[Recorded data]
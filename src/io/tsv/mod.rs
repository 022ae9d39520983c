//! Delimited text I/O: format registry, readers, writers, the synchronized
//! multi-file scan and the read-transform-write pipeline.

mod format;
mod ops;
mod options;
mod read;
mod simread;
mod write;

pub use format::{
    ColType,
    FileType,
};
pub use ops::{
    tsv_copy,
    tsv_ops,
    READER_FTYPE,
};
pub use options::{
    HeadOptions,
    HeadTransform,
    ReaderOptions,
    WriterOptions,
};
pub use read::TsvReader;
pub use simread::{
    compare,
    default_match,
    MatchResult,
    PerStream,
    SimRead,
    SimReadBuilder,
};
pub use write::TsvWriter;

---

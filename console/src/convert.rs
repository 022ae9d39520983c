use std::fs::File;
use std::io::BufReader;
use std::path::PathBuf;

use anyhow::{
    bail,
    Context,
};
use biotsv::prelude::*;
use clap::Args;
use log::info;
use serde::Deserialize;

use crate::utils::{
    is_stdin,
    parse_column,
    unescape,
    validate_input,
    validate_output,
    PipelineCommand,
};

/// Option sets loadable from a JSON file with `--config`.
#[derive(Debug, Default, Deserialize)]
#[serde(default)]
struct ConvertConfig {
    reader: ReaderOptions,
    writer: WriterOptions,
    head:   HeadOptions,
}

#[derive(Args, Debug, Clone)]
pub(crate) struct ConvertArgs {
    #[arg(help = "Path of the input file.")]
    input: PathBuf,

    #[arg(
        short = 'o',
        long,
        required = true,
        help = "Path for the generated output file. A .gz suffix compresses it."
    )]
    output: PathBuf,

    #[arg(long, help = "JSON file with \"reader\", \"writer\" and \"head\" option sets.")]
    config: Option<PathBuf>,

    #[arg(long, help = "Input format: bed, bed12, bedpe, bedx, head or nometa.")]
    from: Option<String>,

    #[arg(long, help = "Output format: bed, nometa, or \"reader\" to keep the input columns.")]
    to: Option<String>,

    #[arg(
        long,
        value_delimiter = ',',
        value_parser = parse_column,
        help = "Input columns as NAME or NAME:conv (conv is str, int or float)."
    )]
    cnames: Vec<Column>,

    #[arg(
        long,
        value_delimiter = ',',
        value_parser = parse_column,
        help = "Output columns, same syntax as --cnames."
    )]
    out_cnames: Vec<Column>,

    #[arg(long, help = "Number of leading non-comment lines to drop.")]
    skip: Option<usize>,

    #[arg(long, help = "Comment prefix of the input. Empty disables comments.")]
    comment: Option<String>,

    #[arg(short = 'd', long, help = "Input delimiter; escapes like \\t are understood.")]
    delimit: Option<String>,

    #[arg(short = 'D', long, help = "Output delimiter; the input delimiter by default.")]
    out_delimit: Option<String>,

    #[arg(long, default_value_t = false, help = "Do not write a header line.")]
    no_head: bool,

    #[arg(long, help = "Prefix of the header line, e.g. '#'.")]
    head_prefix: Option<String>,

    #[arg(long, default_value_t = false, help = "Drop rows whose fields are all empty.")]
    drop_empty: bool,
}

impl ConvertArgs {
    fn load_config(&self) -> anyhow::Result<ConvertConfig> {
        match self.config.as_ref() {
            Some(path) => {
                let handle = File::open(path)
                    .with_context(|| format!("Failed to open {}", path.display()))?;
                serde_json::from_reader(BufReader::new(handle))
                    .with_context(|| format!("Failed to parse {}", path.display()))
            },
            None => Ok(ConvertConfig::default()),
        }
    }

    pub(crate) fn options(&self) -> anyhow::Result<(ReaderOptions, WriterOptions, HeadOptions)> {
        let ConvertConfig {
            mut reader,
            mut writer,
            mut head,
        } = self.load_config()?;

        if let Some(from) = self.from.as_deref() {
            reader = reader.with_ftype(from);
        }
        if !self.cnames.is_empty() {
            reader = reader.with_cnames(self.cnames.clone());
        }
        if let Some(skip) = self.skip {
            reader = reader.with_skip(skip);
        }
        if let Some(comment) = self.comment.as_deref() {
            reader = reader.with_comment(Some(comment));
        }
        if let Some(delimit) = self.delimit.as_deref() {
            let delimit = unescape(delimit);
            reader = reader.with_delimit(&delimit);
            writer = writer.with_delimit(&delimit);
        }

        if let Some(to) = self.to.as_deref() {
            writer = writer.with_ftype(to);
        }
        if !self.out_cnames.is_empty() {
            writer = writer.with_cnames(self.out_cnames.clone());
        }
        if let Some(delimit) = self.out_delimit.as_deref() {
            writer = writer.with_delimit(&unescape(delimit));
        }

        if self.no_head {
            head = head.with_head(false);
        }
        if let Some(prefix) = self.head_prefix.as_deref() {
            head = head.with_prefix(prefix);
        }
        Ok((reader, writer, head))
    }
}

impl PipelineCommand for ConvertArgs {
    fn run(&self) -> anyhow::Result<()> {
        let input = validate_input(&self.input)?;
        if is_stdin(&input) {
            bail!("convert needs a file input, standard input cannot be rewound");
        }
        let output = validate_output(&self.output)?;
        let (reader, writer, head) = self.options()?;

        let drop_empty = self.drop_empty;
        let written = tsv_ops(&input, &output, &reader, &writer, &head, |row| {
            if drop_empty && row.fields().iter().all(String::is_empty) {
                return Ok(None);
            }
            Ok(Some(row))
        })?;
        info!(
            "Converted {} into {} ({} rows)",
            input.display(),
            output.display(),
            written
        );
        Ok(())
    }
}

* * *

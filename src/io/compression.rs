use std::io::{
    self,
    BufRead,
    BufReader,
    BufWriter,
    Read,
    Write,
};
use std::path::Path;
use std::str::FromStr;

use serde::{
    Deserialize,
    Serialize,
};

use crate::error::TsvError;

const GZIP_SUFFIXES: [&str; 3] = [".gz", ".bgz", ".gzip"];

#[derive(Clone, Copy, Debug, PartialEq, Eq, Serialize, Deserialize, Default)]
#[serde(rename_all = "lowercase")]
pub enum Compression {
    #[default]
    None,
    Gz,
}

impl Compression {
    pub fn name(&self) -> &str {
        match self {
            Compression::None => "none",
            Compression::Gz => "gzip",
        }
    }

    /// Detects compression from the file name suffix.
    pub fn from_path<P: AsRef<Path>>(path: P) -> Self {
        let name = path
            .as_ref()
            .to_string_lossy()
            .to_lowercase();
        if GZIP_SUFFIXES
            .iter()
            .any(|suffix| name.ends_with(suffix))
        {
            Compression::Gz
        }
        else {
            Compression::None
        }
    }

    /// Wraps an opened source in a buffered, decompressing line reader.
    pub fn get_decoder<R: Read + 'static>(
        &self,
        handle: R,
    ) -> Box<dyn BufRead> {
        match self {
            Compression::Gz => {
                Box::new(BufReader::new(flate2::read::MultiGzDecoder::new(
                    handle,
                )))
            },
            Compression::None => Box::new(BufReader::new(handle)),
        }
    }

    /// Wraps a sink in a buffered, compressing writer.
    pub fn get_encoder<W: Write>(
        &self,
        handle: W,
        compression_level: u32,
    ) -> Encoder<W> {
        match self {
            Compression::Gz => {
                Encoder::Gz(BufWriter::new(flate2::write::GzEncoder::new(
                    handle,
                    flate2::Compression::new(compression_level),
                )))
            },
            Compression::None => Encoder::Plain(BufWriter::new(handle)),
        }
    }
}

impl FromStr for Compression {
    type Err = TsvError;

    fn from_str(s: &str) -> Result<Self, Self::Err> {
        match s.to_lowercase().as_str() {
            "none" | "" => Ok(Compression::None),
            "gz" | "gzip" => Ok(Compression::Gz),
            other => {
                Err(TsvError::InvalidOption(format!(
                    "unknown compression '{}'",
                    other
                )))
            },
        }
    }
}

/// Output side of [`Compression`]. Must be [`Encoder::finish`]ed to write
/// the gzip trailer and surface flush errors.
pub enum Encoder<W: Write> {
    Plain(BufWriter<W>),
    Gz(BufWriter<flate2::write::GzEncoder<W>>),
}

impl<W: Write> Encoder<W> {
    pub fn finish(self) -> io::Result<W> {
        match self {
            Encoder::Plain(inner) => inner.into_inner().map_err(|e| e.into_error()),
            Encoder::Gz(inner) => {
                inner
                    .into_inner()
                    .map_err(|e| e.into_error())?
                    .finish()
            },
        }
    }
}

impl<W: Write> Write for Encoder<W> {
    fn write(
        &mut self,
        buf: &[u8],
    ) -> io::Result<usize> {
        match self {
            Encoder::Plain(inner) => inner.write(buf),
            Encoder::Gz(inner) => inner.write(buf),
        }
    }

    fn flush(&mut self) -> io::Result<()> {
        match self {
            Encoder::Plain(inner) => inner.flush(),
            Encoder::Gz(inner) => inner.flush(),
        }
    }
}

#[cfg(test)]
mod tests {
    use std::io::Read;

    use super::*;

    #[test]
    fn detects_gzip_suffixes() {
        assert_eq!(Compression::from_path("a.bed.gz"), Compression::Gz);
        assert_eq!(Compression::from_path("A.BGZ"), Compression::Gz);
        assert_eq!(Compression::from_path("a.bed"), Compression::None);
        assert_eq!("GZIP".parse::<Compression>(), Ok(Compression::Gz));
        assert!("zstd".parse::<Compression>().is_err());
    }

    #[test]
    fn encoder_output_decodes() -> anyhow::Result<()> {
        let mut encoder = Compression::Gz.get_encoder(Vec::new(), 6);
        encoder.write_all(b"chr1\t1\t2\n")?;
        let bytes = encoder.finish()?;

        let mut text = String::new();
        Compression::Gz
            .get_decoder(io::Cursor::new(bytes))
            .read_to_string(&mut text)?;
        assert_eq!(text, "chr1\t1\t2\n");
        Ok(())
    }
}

◆ **WORK TASK**: From the entries above, list each line with "PipelineCommand" in it.

◆ **EXPECTED ANSWER**:
    PipelineCommand,
impl PipelineCommand for ConvertArgs {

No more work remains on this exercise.